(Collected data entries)
===============
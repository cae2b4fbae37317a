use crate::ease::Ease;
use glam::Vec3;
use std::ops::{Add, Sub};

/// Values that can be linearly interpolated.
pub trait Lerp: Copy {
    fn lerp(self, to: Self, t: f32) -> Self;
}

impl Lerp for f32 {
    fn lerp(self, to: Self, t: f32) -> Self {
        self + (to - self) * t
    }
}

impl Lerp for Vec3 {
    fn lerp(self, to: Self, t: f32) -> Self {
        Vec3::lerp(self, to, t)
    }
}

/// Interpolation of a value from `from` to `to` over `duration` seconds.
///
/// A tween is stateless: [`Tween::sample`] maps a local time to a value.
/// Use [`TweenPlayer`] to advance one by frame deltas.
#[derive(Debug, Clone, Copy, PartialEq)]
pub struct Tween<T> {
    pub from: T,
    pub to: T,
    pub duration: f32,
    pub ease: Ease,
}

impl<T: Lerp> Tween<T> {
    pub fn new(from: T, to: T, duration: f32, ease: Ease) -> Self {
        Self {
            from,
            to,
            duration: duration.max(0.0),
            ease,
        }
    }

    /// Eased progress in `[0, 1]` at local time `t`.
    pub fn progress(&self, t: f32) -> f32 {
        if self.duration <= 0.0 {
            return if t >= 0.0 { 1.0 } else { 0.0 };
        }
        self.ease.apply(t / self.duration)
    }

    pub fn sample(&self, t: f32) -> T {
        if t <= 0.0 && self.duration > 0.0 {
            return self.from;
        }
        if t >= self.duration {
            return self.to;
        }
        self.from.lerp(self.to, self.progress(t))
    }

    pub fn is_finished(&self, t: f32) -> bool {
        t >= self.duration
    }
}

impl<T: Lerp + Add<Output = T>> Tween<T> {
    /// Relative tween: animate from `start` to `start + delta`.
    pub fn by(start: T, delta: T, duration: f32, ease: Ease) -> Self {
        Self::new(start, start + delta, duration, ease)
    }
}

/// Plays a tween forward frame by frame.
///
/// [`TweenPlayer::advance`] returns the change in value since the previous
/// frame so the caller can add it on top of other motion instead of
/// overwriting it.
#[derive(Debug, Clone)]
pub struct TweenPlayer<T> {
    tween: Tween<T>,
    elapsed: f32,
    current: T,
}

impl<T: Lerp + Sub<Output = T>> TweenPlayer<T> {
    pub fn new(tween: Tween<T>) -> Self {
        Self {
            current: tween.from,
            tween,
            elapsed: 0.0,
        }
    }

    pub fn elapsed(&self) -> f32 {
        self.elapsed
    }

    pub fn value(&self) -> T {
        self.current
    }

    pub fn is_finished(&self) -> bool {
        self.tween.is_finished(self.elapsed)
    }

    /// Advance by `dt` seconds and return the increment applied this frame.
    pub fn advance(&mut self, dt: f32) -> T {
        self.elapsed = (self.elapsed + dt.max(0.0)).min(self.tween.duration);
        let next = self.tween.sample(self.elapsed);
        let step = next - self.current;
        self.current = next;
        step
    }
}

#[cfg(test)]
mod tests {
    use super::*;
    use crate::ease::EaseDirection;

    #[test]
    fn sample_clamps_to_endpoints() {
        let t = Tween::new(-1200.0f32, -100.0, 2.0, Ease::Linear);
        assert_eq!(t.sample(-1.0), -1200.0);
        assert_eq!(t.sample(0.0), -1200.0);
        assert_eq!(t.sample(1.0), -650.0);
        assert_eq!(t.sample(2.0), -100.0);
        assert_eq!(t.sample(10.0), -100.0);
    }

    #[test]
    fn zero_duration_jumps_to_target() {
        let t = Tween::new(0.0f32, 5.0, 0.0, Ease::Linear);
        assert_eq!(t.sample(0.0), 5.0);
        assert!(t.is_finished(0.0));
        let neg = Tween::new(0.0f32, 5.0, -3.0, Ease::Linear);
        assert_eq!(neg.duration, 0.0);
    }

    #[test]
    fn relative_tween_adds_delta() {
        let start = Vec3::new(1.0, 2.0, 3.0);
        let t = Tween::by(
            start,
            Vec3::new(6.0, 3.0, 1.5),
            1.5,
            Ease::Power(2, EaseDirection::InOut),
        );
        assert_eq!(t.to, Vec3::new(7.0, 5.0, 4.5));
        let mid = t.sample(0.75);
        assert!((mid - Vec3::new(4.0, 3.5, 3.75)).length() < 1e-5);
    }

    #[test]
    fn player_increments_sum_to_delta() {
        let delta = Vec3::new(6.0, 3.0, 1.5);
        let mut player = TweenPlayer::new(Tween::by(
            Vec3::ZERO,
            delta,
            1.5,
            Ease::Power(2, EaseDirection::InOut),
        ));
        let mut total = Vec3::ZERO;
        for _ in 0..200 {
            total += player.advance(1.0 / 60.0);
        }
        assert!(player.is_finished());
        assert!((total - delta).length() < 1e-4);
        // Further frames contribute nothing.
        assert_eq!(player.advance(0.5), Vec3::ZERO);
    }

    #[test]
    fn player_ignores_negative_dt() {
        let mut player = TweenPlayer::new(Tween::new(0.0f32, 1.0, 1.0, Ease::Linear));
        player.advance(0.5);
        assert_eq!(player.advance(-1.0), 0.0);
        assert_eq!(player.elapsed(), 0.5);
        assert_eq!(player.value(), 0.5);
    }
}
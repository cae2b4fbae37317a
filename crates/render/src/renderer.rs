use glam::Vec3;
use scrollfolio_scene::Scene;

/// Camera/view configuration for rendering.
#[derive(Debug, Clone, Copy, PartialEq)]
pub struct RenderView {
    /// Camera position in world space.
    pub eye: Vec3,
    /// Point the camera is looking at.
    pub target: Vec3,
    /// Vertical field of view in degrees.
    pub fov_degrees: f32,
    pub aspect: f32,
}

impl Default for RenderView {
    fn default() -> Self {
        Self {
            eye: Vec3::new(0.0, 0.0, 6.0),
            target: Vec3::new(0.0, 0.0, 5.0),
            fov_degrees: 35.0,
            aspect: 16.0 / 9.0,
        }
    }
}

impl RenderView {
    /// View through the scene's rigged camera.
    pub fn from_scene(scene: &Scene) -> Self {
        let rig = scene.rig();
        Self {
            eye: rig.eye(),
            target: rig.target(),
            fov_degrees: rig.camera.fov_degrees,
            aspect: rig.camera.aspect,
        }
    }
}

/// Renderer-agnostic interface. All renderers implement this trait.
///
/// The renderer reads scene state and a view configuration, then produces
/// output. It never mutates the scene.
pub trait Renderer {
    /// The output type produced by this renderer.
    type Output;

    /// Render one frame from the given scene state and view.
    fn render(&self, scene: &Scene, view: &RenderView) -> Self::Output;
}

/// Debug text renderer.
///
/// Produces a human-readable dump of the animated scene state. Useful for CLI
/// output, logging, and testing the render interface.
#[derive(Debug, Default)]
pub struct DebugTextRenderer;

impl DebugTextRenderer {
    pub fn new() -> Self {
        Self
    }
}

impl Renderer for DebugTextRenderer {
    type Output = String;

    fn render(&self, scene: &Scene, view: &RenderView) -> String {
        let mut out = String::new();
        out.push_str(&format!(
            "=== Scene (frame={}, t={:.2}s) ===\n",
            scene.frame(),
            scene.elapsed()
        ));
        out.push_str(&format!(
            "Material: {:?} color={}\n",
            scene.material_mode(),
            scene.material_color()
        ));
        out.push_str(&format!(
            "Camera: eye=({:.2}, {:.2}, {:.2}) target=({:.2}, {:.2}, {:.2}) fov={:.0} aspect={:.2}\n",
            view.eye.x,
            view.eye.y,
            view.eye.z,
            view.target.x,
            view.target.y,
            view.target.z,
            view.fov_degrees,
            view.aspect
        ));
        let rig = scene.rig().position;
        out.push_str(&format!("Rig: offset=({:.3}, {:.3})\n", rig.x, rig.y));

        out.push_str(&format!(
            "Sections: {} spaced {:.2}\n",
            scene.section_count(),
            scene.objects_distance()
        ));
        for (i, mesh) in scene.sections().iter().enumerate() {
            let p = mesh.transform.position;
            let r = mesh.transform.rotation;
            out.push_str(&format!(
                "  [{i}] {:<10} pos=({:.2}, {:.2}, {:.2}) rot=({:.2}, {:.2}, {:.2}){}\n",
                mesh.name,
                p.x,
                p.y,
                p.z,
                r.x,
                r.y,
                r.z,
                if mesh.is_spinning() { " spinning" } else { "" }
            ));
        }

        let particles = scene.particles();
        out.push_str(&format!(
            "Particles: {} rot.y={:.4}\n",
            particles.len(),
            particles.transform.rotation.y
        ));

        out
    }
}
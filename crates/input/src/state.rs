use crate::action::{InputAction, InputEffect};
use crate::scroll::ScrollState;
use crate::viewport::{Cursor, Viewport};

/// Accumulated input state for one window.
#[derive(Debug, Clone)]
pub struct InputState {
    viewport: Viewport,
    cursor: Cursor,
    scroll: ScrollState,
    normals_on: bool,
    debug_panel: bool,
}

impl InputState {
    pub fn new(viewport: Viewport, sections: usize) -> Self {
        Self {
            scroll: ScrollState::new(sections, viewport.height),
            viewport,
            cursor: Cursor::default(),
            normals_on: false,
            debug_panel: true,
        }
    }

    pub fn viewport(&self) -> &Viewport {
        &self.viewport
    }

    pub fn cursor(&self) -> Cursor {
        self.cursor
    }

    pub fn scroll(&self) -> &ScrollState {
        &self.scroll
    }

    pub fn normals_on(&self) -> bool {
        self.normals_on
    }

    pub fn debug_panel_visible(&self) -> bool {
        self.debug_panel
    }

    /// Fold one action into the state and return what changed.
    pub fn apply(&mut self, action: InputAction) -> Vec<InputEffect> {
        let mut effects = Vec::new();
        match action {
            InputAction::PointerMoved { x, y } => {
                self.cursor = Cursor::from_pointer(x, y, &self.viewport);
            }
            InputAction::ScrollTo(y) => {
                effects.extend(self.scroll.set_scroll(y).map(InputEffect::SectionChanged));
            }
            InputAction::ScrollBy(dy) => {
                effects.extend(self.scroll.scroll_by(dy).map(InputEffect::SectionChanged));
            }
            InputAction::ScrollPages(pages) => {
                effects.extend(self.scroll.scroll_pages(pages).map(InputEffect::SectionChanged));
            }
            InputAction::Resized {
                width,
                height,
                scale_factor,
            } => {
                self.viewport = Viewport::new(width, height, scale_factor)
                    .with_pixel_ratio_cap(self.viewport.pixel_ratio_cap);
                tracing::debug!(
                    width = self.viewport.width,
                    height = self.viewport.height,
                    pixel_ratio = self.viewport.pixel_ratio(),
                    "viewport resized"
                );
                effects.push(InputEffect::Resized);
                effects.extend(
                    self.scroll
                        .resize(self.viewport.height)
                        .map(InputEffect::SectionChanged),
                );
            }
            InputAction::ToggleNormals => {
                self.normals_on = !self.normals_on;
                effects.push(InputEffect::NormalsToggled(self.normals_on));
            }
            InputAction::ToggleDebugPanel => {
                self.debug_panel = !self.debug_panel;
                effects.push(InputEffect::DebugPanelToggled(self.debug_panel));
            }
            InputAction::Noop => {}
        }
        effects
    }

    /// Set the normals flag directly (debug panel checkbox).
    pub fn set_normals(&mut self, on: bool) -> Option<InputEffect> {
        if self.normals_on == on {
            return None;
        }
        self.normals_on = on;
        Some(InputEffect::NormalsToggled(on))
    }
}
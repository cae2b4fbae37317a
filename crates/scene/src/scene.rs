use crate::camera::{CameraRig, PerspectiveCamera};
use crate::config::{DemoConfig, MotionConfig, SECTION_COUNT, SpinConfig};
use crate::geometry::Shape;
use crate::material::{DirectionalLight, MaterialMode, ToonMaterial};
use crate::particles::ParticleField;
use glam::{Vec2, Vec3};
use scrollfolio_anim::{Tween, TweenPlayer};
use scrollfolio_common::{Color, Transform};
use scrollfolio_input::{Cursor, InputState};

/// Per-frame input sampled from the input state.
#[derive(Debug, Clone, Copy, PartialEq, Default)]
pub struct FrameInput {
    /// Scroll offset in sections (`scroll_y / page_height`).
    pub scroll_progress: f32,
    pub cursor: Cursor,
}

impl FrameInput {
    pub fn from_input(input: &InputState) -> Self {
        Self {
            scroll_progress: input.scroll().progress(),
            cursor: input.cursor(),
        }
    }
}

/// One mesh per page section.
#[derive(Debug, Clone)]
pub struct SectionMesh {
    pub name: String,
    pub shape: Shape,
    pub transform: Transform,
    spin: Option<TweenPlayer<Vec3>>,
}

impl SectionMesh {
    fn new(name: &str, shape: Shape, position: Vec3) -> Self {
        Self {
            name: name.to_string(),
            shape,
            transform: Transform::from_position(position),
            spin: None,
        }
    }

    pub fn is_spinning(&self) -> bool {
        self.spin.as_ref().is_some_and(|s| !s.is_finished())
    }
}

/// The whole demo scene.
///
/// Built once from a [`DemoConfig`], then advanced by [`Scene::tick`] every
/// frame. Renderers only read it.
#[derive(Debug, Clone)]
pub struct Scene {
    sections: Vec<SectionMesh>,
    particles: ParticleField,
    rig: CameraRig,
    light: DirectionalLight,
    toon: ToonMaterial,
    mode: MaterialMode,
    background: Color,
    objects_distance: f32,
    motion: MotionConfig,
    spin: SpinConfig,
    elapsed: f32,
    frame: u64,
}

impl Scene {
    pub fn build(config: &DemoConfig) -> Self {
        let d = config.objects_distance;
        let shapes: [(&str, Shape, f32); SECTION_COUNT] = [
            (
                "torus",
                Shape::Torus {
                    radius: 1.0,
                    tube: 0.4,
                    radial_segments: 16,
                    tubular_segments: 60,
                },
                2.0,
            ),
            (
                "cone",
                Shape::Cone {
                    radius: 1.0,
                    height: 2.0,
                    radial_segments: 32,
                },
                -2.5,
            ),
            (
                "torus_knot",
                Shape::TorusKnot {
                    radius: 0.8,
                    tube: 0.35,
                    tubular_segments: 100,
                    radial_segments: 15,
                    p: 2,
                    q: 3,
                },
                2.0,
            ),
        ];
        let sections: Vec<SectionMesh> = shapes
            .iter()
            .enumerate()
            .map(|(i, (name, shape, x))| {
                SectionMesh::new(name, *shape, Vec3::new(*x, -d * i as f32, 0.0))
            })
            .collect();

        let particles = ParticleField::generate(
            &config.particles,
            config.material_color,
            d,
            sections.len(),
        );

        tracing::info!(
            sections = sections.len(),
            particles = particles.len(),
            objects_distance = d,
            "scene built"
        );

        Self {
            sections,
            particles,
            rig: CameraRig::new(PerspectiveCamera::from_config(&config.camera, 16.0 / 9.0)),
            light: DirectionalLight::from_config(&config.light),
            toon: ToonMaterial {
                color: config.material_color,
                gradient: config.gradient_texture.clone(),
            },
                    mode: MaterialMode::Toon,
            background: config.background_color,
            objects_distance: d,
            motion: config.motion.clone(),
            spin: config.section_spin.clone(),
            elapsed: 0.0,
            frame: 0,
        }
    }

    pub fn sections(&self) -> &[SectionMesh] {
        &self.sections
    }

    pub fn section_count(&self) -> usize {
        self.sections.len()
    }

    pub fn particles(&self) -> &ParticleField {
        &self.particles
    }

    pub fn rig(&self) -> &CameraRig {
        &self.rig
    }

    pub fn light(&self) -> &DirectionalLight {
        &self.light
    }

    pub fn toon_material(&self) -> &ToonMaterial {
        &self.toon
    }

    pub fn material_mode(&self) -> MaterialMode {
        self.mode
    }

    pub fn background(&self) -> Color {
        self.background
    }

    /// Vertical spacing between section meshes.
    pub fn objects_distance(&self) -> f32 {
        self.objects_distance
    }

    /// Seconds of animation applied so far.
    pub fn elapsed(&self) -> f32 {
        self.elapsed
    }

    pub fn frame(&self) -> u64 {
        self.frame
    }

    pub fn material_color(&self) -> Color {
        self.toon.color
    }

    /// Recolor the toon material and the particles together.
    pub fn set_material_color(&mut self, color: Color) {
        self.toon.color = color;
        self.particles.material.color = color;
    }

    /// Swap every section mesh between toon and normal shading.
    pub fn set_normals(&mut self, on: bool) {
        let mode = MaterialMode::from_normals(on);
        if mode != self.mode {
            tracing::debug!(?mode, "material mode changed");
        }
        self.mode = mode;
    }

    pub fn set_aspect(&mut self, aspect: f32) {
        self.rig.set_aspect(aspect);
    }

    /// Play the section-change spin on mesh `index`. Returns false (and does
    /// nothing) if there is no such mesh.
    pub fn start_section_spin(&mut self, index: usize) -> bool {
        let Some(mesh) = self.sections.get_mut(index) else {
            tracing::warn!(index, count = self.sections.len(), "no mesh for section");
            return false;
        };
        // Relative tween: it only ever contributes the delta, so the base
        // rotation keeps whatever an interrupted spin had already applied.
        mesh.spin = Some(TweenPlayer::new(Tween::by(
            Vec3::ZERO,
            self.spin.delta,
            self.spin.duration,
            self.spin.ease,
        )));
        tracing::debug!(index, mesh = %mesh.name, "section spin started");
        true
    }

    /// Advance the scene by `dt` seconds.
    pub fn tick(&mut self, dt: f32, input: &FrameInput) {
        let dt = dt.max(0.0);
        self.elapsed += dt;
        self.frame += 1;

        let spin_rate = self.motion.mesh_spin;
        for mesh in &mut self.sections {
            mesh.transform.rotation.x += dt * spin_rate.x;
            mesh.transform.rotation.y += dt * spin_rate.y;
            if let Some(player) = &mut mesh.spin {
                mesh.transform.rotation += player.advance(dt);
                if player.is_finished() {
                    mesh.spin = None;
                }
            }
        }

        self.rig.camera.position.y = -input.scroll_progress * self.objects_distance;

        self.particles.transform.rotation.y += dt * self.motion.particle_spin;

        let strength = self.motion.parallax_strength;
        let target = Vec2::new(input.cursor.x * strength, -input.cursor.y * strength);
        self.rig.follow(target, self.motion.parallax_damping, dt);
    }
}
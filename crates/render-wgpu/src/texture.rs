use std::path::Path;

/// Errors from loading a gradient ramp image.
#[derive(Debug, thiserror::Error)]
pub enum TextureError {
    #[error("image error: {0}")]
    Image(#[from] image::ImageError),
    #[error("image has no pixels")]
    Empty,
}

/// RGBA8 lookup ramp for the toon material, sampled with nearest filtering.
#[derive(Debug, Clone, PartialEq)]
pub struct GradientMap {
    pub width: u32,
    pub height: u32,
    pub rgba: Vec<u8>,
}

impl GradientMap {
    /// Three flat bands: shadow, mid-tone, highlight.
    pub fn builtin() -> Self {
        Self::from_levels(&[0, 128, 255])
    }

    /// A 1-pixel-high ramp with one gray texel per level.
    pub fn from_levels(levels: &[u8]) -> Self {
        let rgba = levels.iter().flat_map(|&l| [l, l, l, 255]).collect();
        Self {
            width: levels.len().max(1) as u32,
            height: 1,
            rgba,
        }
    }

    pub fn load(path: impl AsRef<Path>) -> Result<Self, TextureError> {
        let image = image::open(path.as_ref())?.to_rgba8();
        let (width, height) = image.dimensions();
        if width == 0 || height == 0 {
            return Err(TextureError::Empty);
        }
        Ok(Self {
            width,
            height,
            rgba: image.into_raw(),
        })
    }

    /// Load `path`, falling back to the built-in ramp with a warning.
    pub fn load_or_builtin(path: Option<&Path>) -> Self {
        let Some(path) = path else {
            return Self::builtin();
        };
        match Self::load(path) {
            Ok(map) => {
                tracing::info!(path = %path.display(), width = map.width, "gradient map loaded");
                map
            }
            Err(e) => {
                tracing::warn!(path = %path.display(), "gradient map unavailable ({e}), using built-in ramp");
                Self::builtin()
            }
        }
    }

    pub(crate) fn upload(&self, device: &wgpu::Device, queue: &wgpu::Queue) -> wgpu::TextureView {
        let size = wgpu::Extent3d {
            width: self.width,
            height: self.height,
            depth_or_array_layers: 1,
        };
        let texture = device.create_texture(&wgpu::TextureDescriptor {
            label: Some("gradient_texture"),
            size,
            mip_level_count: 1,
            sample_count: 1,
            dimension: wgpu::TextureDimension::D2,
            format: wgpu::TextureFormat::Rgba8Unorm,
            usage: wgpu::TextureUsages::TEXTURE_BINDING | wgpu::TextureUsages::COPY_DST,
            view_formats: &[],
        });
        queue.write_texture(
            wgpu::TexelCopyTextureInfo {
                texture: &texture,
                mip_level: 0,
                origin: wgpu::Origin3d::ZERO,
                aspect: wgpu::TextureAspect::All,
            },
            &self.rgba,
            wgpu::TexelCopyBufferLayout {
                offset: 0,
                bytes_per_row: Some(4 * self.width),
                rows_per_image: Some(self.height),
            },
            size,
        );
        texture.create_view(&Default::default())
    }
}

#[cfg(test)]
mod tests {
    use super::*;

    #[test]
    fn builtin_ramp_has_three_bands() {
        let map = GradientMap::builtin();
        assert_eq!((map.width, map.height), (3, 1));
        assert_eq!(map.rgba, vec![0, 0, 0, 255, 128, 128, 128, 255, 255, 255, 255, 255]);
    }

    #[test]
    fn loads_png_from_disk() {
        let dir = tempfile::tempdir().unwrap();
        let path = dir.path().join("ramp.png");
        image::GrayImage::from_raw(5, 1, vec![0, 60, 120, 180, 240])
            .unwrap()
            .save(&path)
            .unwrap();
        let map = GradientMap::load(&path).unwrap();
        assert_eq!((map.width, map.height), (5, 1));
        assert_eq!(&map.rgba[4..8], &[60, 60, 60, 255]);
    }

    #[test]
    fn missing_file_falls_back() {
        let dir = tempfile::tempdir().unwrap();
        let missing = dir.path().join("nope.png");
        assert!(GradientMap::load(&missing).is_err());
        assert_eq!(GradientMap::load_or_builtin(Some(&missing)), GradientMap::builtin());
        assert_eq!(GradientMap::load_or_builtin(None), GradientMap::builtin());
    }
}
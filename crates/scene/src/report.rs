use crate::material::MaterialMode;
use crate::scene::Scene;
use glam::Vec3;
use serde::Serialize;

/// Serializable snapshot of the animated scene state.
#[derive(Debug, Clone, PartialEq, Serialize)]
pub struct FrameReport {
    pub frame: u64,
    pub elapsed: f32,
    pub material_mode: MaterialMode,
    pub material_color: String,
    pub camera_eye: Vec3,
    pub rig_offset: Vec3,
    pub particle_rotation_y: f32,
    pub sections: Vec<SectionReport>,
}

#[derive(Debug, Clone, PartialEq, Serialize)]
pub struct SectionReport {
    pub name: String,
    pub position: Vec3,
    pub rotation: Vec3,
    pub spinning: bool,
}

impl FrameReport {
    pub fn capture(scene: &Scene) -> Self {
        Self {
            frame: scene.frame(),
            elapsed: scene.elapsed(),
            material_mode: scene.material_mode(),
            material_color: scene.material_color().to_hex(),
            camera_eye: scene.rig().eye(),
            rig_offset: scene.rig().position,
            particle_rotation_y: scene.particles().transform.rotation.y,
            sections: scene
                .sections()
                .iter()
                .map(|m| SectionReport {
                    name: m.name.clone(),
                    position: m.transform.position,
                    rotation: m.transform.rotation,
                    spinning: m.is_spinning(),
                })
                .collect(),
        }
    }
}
===============
What is expected: Which lines in the data hold the string "trait"? Copy each of them.

Output of the exercise:
pub trait Lerp: Copy {
/// Renderer-agnostic interface. All renderers implement this trait.
pub trait Renderer {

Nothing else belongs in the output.